Amar Depois de Amar (English: Love after Loving) is a Portuguese telenovela broadcast and produced by TVI. It is written by and adapted from the Argentine telenovela Amar después de amar. The telenovela premiered on June 17, 2019 and ended on September 13, 2019.

== Plot ==
«Amar Depois de Amar» tells the story of four great passions and the crime they unleash between the Macedo family and the Oliveira family.

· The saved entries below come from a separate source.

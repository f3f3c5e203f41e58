//! Property tests for the cache store.

use std::sync::{Arc, Mutex};

use courier_core::{CacheKey, ValueShape};
use courier_store::{CacheStore, EntrySnapshot};
use proptest::prelude::*;
use serde_json::{json, Value};

fn key(id: u8) -> CacheKey {
    CacheKey::new(None, "getThing", &id).expect("key")
}

proptest! {
    /// Property: a subscriber sees every write to its key, in order, after the
    /// initial snapshot, and nothing written to other keys.
    #[test]
    fn prop_subscriber_sees_every_write_in_order(
        writes in proptest::collection::vec((0u8..3, any::<i64>()), 1..30)
    ) {
        let store = CacheStore::new();
        let seen: Arc<Mutex<Vec<Option<Value>>>> = Arc::new(Mutex::new(Vec::new()));
        let sink = Arc::clone(&seen);
        let _sub = store.subscribe(key(0), move |snapshot: &EntrySnapshot| {
            sink.lock().unwrap().push(snapshot.value.clone());
        });

        let mut expected = vec![None];
        for (id, value) in &writes {
            store.set(key(*id), json!(value));
            if *id == 0 {
                expected.push(Some(json!(value)));
            }
        }

        prop_assert_eq!(&*seen.lock().unwrap(), &expected);
    }

    /// Property: the last write to a key is what `get` returns.
    #[test]
    fn prop_get_returns_last_write(values in proptest::collection::vec(any::<i32>(), 1..20)) {
        let store = CacheStore::new();
        for value in &values {
            store.set(key(1), json!(value));
        }
        prop_assert_eq!(store.get(&key(1)), values.last().map(|v| json!(v)));
    }

    /// Property: atomic merges always replace, so they behave like `set`.
    #[test]
    fn prop_atomic_merge_is_set(first in any::<i32>(), second in any::<i32>()) {
        let store = CacheStore::new();
        store.set(key(2), json!({"v": first}));
        store.merge(key(2), ValueShape::Atomic, json!({"w": second}));
        prop_assert_eq!(store.get(&key(2)), Some(json!({"w": second})));
    }

    /// Property: nothing written after close is readable.
    #[test]
    fn prop_closed_store_stays_empty(values in proptest::collection::vec(any::<i32>(), 0..10)) {
        let store = CacheStore::new();
        store.close();
        for (i, value) in values.iter().enumerate() {
            prop_assert!(!store.set(key(i as u8), json!(value)));
        }
        prop_assert!(store.is_empty());
    }
}

#[test]
fn concurrent_writers_and_subscribers() {
    let store = CacheStore::new();
    let count = Arc::new(Mutex::new(0usize));
    let sink = Arc::clone(&count);
    let sub = store.subscribe(key(9), move |snapshot: &EntrySnapshot| {
        if snapshot.has_value() {
            *sink.lock().unwrap() += 1;
        }
    });

    let handles: Vec<_> = (0..4)
        .map(|t| {
            let store = store.clone();
            std::thread::spawn(move || {
                for i in 0..25 {
                    store.set(key(9), json!(t * 100 + i));
                }
            })
        })
        .collect();
    for handle in handles {
        handle.join().expect("writer thread");
    }

    assert_eq!(*count.lock().unwrap(), 100);
    sub.unsubscribe();
    assert_eq!(store.stats().subscriber_count, 0);
}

Raquel Macedo (Maria João Pinho) and Gonçalo Macedo (Pedro Lima) are happy, have been married for 20 years and have two twin sons: Frederico (Gonçalo Norton) and Alice (Catarina Rebelo). Gonçalo is a majority partner in an oyster nursery company and a fish and seafood distribution factory. Rich heir, disputes control of the company with his cousin and minority partner, André, who blackmails and swindles him.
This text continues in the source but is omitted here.